_Task_: The word "ClapParser" marks the lines you need; copy each of them from the data.

_Records excerpted from a collection_:
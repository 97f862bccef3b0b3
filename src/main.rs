//! # chatstats CLI
//!
//! Command-line interface for the chatstats library.

use std::io;
use std::path::Path;
use std::process;
use std::time::Instant;

use clap::Parser as ClapParser;
use log::debug;

use chatstats::analysis::Report;
use chatstats::cli::Args;
use chatstats::config::AnalysisConfig;
use chatstats::core::{apply_filters, write_csv};
use chatstats::format::{ReportFormat, render_report, write_report};
use chatstats::logging::{init_logger, log_config_info, log_filter_info};
use chatstats::parser::ChatParser;
use chatstats::{ChatstatsError, Message};

fn main() {
    if let Err(e) = run() {
        eprintln!("Error: {}", e);
        process::exit(1);
    }
}

/// Progress lines go to stderr so stdout carries only the report.
macro_rules! status {
    ($quiet:expr) => {
        if !$quiet {
            eprintln!();
        }
    };
    ($quiet:expr, $($arg:tt)*) => {
        if !$quiet {
            eprintln!($($arg)*);
        }
    };
}

fn run() -> Result<(), ChatstatsError> {
    let total_start = Instant::now();
    let args = <Args as ClapParser>::parse();
    init_logger(args.verbose, args.quiet);

    let quiet = args.quiet;
    let format: ReportFormat = args.format.into();

    status!(quiet, "📊 chatstats v{}", env!("CARGO_PKG_VERSION"));
    status!(quiet, "━━━━━━━━━━━━━━━━━━━━━━━━━━━━━━━━━━");
    status!(quiet, "📂 Input:   {}", if args.reads_stdin() { "<stdin>" } else { args.input.as_str() });
    status!(quiet, "📄 Format:  {}", format);
    if let Some(ref output) = args.output {
        status!(quiet, "💾 Output:  {}", output);
    }

    // Configuration: file first, then flags
    let config = match args.config {
        Some(ref path) => {
            status!(quiet, "⚙️  Config:  {}", path);
            AnalysisConfig::load(Path::new(path))?
        }
        None => AnalysisConfig::default(),
    };
    let config = args.apply_overrides(config);
    log_config_info(&config);

    let filter_config = args.filter_config()?;
    if let Some(ref after) = args.after {
        status!(quiet, "📅 After:   {}", after);
    }
    if let Some(ref before) = args.before {
        status!(quiet, "📅 Before:  {}", before);
    }
    if let Some(ref from) = args.from {
        status!(quiet, "👤 From:    {}", from);
    }
    log_filter_info(&filter_config);

    status!(quiet);

    // Step 1: Parse
    let (messages, parse_time) = parse_input(&args)?;
    let parsed_count = messages.len();
    status!(
        quiet,
        "   Found {} messages ({:.2}s)",
        parsed_count,
        parse_time.as_secs_f64()
    );

    // Step 2: Filter
    let messages = if filter_config.is_active() {
        status!(quiet, "🔍 Filtering messages...");
        let filtered = apply_filters(messages, &filter_config);
        status!(quiet, "   {} messages after filtering", filtered.len());
        filtered
    } else {
        messages
    };

    // Step 3: Optional table export
    if let Some(ref csv_path) = args.export_csv {
        status!(quiet, "💾 Exporting CSV to {}...", csv_path);
        write_csv(&messages, csv_path)?;
    }

    // Step 4: Analyse
    status!(quiet, "🧮 Analysing...");
    let analysis_start = Instant::now();
    let report = Report::build(&messages, &config);
    debug!("analysis took {:.3}s", analysis_start.elapsed().as_secs_f64());

    // Step 5: Report
    match args.output {
        Some(ref output) => {
            write_report(&report, output, format)?;
            status!(quiet);
            status!(quiet, "✅ Done! Report saved to {}", output);
        }
        None => {
            let rendered = render_report(&report, format)?;
            status!(quiet);
            print!("{rendered}");
            if !rendered.ends_with('\n') {
                println!();
            }
        }
    }

    status!(
        quiet,
        "⚡ {} messages analysed in {:.2}s",
        messages.len(),
        total_start.elapsed().as_secs_f64()
    );

    Ok(())
}

/// Parse the file, or stdin when the input is `-`.
fn parse_input(args: &Args) -> Result<(Vec<Message>, std::time::Duration), ChatstatsError> {
    let parser = ChatParser::new();
    status!(args.quiet, "⏳ Parsing {}...", parser.name());
    let parse_start = Instant::now();
    let messages = if args.reads_stdin() {
        parser.parse_reader(io::stdin().lock())?
    } else {
        parser.parse(Path::new(&args.input))?
    };
    Ok((messages, parse_start.elapsed()))
}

_Exercise answer_:
use clap::Parser as ClapParser;
    let args = <Args as ClapParser>::parse();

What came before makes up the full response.